▶ ASSIGNMENT
What lines in the records below contain the string "const"? Copy every one.

▶ RECORDS SUPPLIED
BEGIN
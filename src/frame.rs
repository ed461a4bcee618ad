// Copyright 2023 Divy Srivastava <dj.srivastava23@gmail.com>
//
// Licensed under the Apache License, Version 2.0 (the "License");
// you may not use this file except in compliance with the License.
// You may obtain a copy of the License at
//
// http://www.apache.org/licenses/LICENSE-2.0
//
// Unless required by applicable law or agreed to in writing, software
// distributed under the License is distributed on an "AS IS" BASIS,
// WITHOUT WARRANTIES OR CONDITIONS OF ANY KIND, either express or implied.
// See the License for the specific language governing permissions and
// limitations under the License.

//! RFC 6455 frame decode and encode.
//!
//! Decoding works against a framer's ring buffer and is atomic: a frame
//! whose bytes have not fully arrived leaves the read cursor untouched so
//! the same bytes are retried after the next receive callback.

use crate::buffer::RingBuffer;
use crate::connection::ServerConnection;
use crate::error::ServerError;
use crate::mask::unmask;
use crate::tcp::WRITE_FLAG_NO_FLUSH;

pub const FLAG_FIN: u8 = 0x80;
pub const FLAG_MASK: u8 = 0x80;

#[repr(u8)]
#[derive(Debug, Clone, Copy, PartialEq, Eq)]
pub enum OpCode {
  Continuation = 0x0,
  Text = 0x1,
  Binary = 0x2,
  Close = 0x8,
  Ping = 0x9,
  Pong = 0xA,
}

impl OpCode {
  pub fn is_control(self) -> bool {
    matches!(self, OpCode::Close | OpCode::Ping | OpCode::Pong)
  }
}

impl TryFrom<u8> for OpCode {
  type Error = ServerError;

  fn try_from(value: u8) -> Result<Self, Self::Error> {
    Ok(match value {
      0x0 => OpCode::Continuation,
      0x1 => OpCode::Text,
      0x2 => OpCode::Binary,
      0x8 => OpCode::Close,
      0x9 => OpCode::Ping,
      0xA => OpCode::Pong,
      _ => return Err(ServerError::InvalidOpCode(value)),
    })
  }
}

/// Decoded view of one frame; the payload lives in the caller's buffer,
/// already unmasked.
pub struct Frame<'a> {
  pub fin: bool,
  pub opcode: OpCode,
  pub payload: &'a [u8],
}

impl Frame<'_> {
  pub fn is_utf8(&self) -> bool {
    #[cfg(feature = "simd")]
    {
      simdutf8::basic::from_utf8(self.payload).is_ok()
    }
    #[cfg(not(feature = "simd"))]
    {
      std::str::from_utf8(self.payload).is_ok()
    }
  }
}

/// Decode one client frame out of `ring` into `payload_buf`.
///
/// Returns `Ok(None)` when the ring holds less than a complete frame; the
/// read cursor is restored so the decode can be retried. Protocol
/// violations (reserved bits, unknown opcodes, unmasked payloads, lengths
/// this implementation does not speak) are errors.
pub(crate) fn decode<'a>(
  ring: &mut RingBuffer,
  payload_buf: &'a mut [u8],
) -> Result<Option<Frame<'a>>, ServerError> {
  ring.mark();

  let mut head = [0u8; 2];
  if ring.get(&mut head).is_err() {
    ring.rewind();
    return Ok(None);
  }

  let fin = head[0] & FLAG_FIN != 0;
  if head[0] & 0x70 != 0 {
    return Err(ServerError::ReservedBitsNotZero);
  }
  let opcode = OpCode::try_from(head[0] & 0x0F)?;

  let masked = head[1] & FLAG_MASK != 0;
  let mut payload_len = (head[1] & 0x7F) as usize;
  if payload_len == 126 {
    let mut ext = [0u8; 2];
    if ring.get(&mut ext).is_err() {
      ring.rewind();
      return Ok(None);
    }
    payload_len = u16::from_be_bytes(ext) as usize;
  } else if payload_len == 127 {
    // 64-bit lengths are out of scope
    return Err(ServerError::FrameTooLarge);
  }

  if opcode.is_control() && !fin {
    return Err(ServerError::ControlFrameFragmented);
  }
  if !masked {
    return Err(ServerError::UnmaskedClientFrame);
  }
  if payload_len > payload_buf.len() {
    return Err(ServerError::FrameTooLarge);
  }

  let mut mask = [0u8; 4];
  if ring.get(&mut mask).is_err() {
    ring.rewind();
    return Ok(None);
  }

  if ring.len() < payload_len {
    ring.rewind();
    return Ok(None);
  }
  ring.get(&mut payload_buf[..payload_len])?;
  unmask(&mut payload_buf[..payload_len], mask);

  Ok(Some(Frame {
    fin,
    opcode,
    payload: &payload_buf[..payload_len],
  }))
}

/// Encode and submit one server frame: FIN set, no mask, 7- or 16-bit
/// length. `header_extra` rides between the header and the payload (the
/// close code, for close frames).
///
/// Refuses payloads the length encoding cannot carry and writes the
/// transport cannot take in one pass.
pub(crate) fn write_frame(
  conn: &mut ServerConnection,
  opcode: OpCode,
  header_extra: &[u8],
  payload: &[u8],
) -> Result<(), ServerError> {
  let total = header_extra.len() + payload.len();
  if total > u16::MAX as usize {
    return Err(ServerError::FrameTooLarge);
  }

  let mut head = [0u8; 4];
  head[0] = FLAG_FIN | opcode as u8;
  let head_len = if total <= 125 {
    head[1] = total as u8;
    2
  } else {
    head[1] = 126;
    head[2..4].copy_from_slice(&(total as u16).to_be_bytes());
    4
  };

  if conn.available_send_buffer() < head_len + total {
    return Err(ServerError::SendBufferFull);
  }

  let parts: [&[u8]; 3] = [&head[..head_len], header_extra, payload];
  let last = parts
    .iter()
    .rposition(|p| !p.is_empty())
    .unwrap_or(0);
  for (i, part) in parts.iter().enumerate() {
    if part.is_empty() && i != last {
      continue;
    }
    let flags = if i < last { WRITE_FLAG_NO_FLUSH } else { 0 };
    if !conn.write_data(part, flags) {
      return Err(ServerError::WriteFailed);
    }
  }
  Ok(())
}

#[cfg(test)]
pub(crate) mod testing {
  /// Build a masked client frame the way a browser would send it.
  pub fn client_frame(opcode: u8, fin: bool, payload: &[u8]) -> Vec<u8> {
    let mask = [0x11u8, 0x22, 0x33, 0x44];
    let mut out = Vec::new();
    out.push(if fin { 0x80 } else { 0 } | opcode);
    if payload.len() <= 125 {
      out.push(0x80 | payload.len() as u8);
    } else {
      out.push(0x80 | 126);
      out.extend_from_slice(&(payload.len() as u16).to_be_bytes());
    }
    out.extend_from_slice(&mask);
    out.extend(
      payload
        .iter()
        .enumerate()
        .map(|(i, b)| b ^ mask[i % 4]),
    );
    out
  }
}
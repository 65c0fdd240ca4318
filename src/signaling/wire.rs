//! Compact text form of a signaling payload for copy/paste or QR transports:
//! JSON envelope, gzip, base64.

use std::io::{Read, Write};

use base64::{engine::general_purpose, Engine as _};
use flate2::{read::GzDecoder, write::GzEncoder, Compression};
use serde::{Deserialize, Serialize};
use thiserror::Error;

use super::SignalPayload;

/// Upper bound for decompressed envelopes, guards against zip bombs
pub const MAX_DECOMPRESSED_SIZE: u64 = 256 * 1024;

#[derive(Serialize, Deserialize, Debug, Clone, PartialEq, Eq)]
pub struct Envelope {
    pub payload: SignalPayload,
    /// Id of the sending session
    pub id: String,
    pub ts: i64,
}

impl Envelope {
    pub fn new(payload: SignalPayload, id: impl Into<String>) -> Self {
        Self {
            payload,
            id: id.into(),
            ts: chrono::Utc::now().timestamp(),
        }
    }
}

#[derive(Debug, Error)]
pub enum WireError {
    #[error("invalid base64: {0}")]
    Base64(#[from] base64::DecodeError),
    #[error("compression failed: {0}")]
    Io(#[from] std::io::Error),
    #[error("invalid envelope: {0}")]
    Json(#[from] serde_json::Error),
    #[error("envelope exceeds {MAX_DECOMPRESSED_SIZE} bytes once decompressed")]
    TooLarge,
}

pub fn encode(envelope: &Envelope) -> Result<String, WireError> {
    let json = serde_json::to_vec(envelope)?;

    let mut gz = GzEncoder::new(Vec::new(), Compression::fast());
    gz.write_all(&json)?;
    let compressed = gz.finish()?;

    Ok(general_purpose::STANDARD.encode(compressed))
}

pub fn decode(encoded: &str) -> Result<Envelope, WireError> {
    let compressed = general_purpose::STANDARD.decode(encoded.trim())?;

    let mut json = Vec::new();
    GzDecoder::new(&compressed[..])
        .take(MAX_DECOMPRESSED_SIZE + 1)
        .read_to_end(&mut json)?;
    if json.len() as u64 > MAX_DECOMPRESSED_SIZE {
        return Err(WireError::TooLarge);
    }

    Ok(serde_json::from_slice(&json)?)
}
END
▶ ANSWER FOR THE TASK
pub const FLAG_FIN: u8 = 0x80;
pub const FLAG_MASK: u8 = 0x80;
pub const MAX_DECOMPRESSED_SIZE: u64 = 256 * 1024;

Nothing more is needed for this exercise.